La Pedrera is that undulating structure on
the intersection between Barcelona's great shopping boulevard,
the Passeig de Gràcia, and the Carrer de Provença.
In some photographs it looks as if it must have been made out
of plaster or concrete, having so few straight lines. But, as
the nickname La Pedrera (the quarry) implies, it was executed
in carved, somewhat rough-hewn, stone, using a plaster scale
model for reference.
There was, we are told, "absolutely no
recourse to improvisation: the façade was chiselled point
by point ... When the stone blocks had been put in place, Gaudí
personally monitored the final adjustments carried out by the
masons to make sure that the undulations, the concave and convex
surfaces, fitted in perfectly with his notion of unity."
It was this large number of huge stone blocks, waiting to be
installed, that prompted the nickname.
On the roof, by contrast, the surfaces are
modelled in a lime and chalk mortar, or covered with marble
fragments or, in one case, broken bottle-glass - just as the
surfaces of other Gaudí structures were encrusted with
tile fragments. The dominant colour is an ochre wash, which
gives the strange undulating surfaces a North African appearance.
One could be in Timbuktu.
The chimneys have Darth Vader helmets. And
then there are ventilation towers and badalots, which are the
casings of the stairwells leading from the attic to the roof.

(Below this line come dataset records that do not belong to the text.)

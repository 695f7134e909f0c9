//! Analytical-store sink.
//!
//! Spend rows append to ClickHouse over its HTTP interface in JSONEachRow
//! format, one POST per batch. The table definition lives in
//! `schema/clickhouse.sql`.

use rust_decimal::Decimal;
use serde::Serialize;
use thiserror::Error;

use crate::{config::ClickHouseConfig, models::UsageRecord};

#[derive(Debug, Error)]
pub enum SinkError {
    #[error("HTTP error: {0}")]
    Http(#[from] reqwest::Error),

    #[error("Insert rejected: {status}: {body}")]
    Rejected {
        status: reqwest::StatusCode,
        body: String,
    },

    #[error("Row encoding error: {0}")]
    Encode(#[from] serde_json::Error),
}

/// One analytical row. Costs-per-token ship as strings so ClickHouse
/// parses them into Decimal columns without float rounding.
#[derive(Debug, Serialize)]
pub struct SpendRow<'a> {
    pub timestamp: i64,
    pub endpoint: &'a str,
    pub duration_ms: i64,
    pub account_id: i64,
    pub key_id: i64,
    pub provider: &'a str,
    pub model: &'a str,
    pub deployment_id: i64,
    pub input_tokens: i64,
    pub output_tokens: i64,
    pub input_cost_per_token: Decimal,
    pub output_cost_per_token: Decimal,
}

impl<'a> SpendRow<'a> {
    pub fn from_record(record: &'a UsageRecord) -> Self {
        Self {
            timestamp: record.timestamp_ms,
            endpoint: &record.endpoint,
            duration_ms: record.duration_ms,
            account_id: record.account_id.unwrap_or_default(),
            key_id: record.key_id.unwrap_or_default(),
            provider: &record.provider,
            model: &record.model,
            deployment_id: record.deployment_id,
            input_tokens: record.input_tokens,
            output_tokens: record.output_tokens,
            input_cost_per_token: record.input_cost_per_token,
            output_cost_per_token: record.output_cost_per_token,
        }
    }
}

pub struct ClickHouseSink {
    http: reqwest::Client,
    config: ClickHouseConfig,
}

impl ClickHouseSink {
    pub fn new(http: reqwest::Client, config: ClickHouseConfig) -> Self {
        Self { http, config }
    }

    /// Append one row per record. Errors propagate so the worker can log
    /// the failed batch.
    pub async fn insert_spend_rows(&self, rows: &[SpendRow<'_>]) -> Result<(), SinkError> {
        if rows.is_empty() {
            return Ok(());
        }

        let mut body = String::new();
        for row in rows {
            body.push_str(&serde_json::to_string(row)?);
            body.push('\n');
        }

        let query = format!(
            "INSERT INTO {}.spend_logs FORMAT JSONEachRow",
            self.config.database
        );
        let mut request = self
            .http
            .post(&self.config.url)
            .query(&[("query", query.as_str())])
            .header(http::header::CONTENT_TYPE, "application/x-ndjson")
            .body(body);
        request = request.basic_auth(&self.config.username, self.config.password.as_ref());

        let response = request.send().await?;
        let status = response.status();
        if !status.is_success() {
            let body = response.text().await.unwrap_or_default();
            return Err(SinkError::Rejected { status, body });
        }
        Ok(())
    }
}

#[cfg(test)]
mod tests {
    use rust_decimal::dec;

    use super::*;
    use crate::models::SpendMode;

    #[test]
    fn rows_serialize_for_json_each_row() {
        let record = UsageRecord {
            timestamp_ms: 1_730_000_000_000,
            endpoint: "/v1/chat/completions".to_string(),
            status: 200,
            duration_ms: 512,
            input_tokens: 100,
            output_tokens: 10,
            account_id: Some(4),
            key_id: Some(9),
            deployment_id: 2,
            provider: "openrouter".to_string(),
            model: "gpt-x".to_string(),
            input_cost_per_token: dec!(0.0000003),
            output_cost_per_token: dec!(0.0000015),
            spend_mode: SpendMode::Regular,
        };
        let row = serde_json::to_value(SpendRow::from_record(&record)).unwrap();
        assert_eq!(row["timestamp"], 1_730_000_000_000i64);
        assert_eq!(row["account_id"], 4);
        assert_eq!(row["input_cost_per_token"], "0.0000003");
        assert!(row.get("spend_mode").is_none());
    }
}
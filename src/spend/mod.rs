//! Usage settlement pipeline.
//!
//! Records flow extractor -> queue -> worker -> (budgets, analytical
//! store). The queue is a redis list so any replica can enqueue and a
//! single leased worker drains.

mod sink;
mod worker;

use async_trait::async_trait;
use base64::{Engine, engine::general_purpose::STANDARD as BASE64};
pub use sink::ClickHouseSink;
use thiserror::Error;
pub use worker::SpendWorker;

use crate::{
    cache::{Cache, CacheKeys},
    models::UsageRecord,
};

#[derive(Debug, Error)]
pub enum SpendError {
    #[error("Encode error: {0}")]
    Encode(#[from] rmp_serde::encode::Error),

    #[error("Decode error: {0}")]
    Decode(#[from] rmp_serde::decode::Error),

    #[error("Invalid base64: {0}")]
    Base64(#[from] base64::DecodeError),

    #[error("Cache error: {0}")]
    Cache(#[from] crate::cache::CacheError),
}

/// Accepts usage records for asynchronous settlement. The extractor calls
/// this from stream flush paths, so implementations must never fail the
/// request: errors are logged and the record is dropped.
#[async_trait]
pub trait UsageEnqueue: Send + Sync {
    async fn enqueue(&self, record: UsageRecord);
}

/// Durable FIFO in the shared key-value store.
pub struct SpendQueue {
    cache: Cache,
}

impl SpendQueue {
    pub fn new(cache: Cache) -> Self {
        Self { cache }
    }

    pub fn encode(record: &UsageRecord) -> Result<String, SpendError> {
        let packed = rmp_serde::to_vec(record)?;
        Ok(BASE64.encode(packed))
    }

    pub fn decode(raw: &str) -> Result<UsageRecord, SpendError> {
        let packed = BASE64.decode(raw)?;
        Ok(rmp_serde::from_slice(&packed)?)
    }

    async fn push(&self, record: &UsageRecord) -> Result<(), SpendError> {
        let encoded = Self::encode(record)?;
        self.cache.lpush(CacheKeys::SPEND_QUEUE, &encoded).await?;
        Ok(())
    }
}

#[async_trait]
impl UsageEnqueue for SpendQueue {
    async fn enqueue(&self, record: UsageRecord) {
        if let Err(e) = self.push(&record).await {
            tracing::warn!(
                error = %e,
                model = %record.model,
                key_id = ?record.key_id,
                "Failed to enqueue usage record; dropping"
            );
        }
    }
}

#[cfg(test)]
mod tests {
    use rust_decimal::dec;

    use super::*;
    use crate::models::SpendMode;

    #[test]
    fn records_survive_the_wire_encoding() {
        let record = UsageRecord {
            timestamp_ms: 1_730_000_000_123,
            endpoint: "/v1/messages".to_string(),
            status: 200,
            duration_ms: 840,
            input_tokens: 1200,
            output_tokens: 64,
            account_id: Some(7),
            key_id: Some(21),
            deployment_id: 3,
            provider: "openrouter".to_string(),
            model: "openrouter/llama".to_string(),
            input_cost_per_token: dec!(0.0000002),
            output_cost_per_token: dec!(0.0000009),
            spend_mode: SpendMode::SubscriptionOverflow,
        };
        let decoded = SpendQueue::decode(&SpendQueue::encode(&record).unwrap()).unwrap();
        assert_eq!(decoded.timestamp_ms, record.timestamp_ms);
        assert_eq!(decoded.input_tokens, 1200);
        assert_eq!(decoded.input_cost_per_token, dec!(0.0000002));
        assert_eq!(decoded.spend_mode, SpendMode::SubscriptionOverflow);
        assert_eq!(decoded.cost(), record.cost());
    }

    #[test]
    fn decode_rejects_garbage() {
        assert!(SpendQueue::decode("!!!not-base64!!!").is_err());
        assert!(SpendQueue::decode(&BASE64.encode(b"not msgpack")).is_err());
    }
}
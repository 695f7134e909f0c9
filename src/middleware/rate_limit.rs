//! Sliding-window rate limiting.
//!
//! Two fixed 60-second windows per account combined by linear
//! interpolation over the elapsed fraction of the current window: O(1)
//! state per account, one KV round trip per admission. Infrastructure
//! failures admit the request; the limiter never fails closed.

use std::time::{SystemTime, UNIX_EPOCH};

use axum::{
    Json,
    extract::{Request, State},
    http::{HeaderValue, StatusCode},
    middleware::Next,
    response::{IntoResponse, Response},
};

use crate::{
    AppState,
    api_types::ErrorResponse,
    cache::{Cache, CacheKeys, CacheResult},
    models::RequestContext,
};

const WINDOW_SECS: u64 = 60;
/// Current + previous window must both survive until the next rollover.
const WINDOW_TTL_SECS: i64 = 120;

#[derive(Debug, Clone, Copy, PartialEq, Eq)]
pub struct RateLimitDecision {
    pub allowed: bool,
    pub limit: u32,
    pub remaining: u32,
    pub reset_at: u64,
    pub estimated: i64,
}

/// The pure half of the limiter: weight the previous window by the
/// remaining fraction of the current one and add the current count.
pub fn decide(prev: i64, curr: i64, limit: u32, now_secs: u64) -> RateLimitDecision {
    let window = now_secs / WINDOW_SECS;
    let progress = (now_secs % WINDOW_SECS) as f64 / WINDOW_SECS as f64;
    let estimated = (prev as f64 * (1.0 - progress) + curr as f64).floor() as i64;
    let allowed = estimated <= i64::from(limit);
    RateLimitDecision {
        allowed,
        limit,
        remaining: if allowed {
            (i64::from(limit) - estimated).max(0) as u32
        } else {
            0
        },
        reset_at: (window + 1) * WINDOW_SECS,
        estimated,
    }
}

/// One admission check: read the previous window, count this request in
/// the current one, and roll the increment back if the estimate lands
/// over the limit.
pub async fn check_and_increment(
    cache: &Cache,
    account_id: i64,
    limit: u32,
) -> CacheResult<RateLimitDecision> {
    let now_secs = SystemTime::now()
        .duration_since(UNIX_EPOCH)
        .unwrap_or_default()
        .as_secs();
    let window = now_secs / WINDOW_SECS;
    let curr_key = CacheKeys::rate_window(account_id, window);
    let prev_key = CacheKeys::rate_window(account_id, window.saturating_sub(1));

    let (prev, curr) = cache
        .window_read_and_incr(&prev_key, &curr_key, WINDOW_TTL_SECS)
        .await?;
    let decision = decide(prev, curr, limit, now_secs);

    if !decision.allowed {
        cache.decr(&curr_key).await?;
    }
    Ok(decision)
}

pub async fn rate_limit_middleware(
    State(state): State<AppState>,
    request: Request,
    next: Next,
) -> Response {
    let context = request
        .extensions()
        .get::<std::sync::Arc<RequestContext>>()
        .cloned();

    // Only authenticated, non-enterprise traffic is limited.
    let Some(context) = context else {
        return next.run(request).await;
    };
    if context.key.is_none() {
        return next.run(request).await;
    }
    let Some(account) = &context.account else {
        return next.run(request).await;
    };
    if account.is_enterprise() {
        return next.run(request).await;
    }
    let limit = account
        .rate_limit_rpm
        .and_then(|rpm| u32::try_from(rpm).ok())
        .or(state.config.default_rate_limit_rpm);
    let Some(limit) = limit else {
        return next.run(request).await;
    };

    let decision = match check_and_increment(&state.cache, account.id, limit).await {
        Ok(decision) => decision,
        Err(e) => {
            tracing::warn!(
                account_id = account.id,
                error = %e,
                "Rate limiter unavailable; admitting request"
            );
            return next.run(request).await;
        }
    };

    if decision.allowed {
        let mut response = next.run(request).await;
        apply_headers(&mut response, &decision);
        return response;
    }

    let now_secs = SystemTime::now()
        .duration_since(UNIX_EPOCH)
        .unwrap_or_default()
        .as_secs();
    let retry_after = decision.reset_at.saturating_sub(now_secs).max(1);

    let body = ErrorResponse::with_type(
        "rate_limit_error",
        "rate_limit_exceeded",
        format!("Rate limit exceeded: {} requests per minute", decision.limit),
    );
    let mut response = (StatusCode::TOO_MANY_REQUESTS, Json(body)).into_response();
    apply_headers(&mut response, &decision);
    if let Ok(v) = HeaderValue::try_from(retry_after.to_string()) {
        response.headers_mut().insert("Retry-After", v);
    }
    response
}

fn apply_headers(response: &mut Response, decision: &RateLimitDecision) {
    let headers = response.headers_mut();
    if let Ok(v) = HeaderValue::try_from(decision.limit.to_string()) {
        headers.insert("X-RateLimit-Limit", v);
    }
    if let Ok(v) = HeaderValue::try_from(decision.remaining.to_string()) {
        headers.insert("X-RateLimit-Remaining", v);
    }
    if let Ok(v) = HeaderValue::try_from(decision.reset_at.to_string()) {
        headers.insert("X-RateLimit-Reset", v);
    }
}

#[cfg(test)]
mod tests {
    use super::*;

    #[test]
    fn fresh_window_admits_up_to_limit() {
        // Requests 1..=10 at t=0 of the window: prev is empty.
        for n in 1..=10 {
            let decision = decide(0, n, 10, 600);
            assert!(decision.allowed, "request {n} should pass");
            assert_eq!(decision.remaining, (10 - n) as u32);
        }
    }

    #[test]
    fn eleventh_request_mid_window_is_rejected() {
        // t=610: ten counted already, this INCR made it eleven.
        let decision = decide(0, 11, 10, 610);
        assert!(!decision.allowed);
        assert_eq!(decision.remaining, 0);
        assert_eq!(decision.reset_at, 660);
        // Retry-After at t=610 would be 50 seconds.
        assert_eq!(decision.reset_at - 610, 50);
    }

    #[test]
    fn new_window_discounts_previous_traffic() {
        // t=661: one second into the next window, previous window had 10.
        // estimate = floor(10 * (59/60) + 1) = 10 -> allowed at the edge.
        let decision = decide(10, 1, 10, 661);
        assert!(decision.allowed);

        // Late in the window the previous traffic has aged out entirely.
        let decision = decide(10, 1, 10, 719);
        assert!(decision.allowed);
        assert_eq!(decision.estimated, 1);
    }

    #[test]
    fn previous_window_weight_decays_linearly() {
        // Half way through: 30 of the previous 60 still count.
        let decision = decide(60, 0, 100, 630);
        assert_eq!(decision.estimated, 30);
        // Start of window: all of it counts.
        let decision = decide(60, 0, 100, 600);
        assert_eq!(decision.estimated, 60);
    }

    #[test]
    fn reset_is_the_next_window_boundary() {
        assert_eq!(decide(0, 1, 10, 0).reset_at, 60);
        assert_eq!(decide(0, 1, 10, 59).reset_at, 60);
        assert_eq!(decide(0, 1, 10, 60).reset_at, 120);
    }

    #[test]
    fn overage_allows_at_most_one_past_limit() {
        // The estimate includes this request's own increment, so the first
        // rejected request sees limit+1.
        let decision = decide(0, 10, 10, 600);
        assert!(decision.allowed);
        let decision = decide(0, 11, 10, 600);
        assert!(!decision.allowed);
    }
}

Those that are visible from below in the Passeig de Gràcia
have the decorated surfaces. The plain ochre structures, no
less beautiful, are the surprise. One thinks of chess pieces,
before rejecting the comparison. No game of chess, one reasons,
was ever played on such a surface - undulating and irregular.
As originally conceived, and as one can see
in old photographs, this stepped roof-terrace had nothing to
prevent one falling off, down into one of the two courtyards,
or into the street. And the only drawback to the present state
of the building (restored and much of it opened to the public
10 years ago) is that there has to be a chain-link fence, which
detracts from the undulating lines of the structure. One mustn't
complain. A million people visit La Pedrera every year, and
have to be protected from the impulse to leap. The irregular
height of the roof-terrace reflects the irregular floorplan
of the building - not a single room is a conventional shape
- and the varying height of the arches of the attic floor below.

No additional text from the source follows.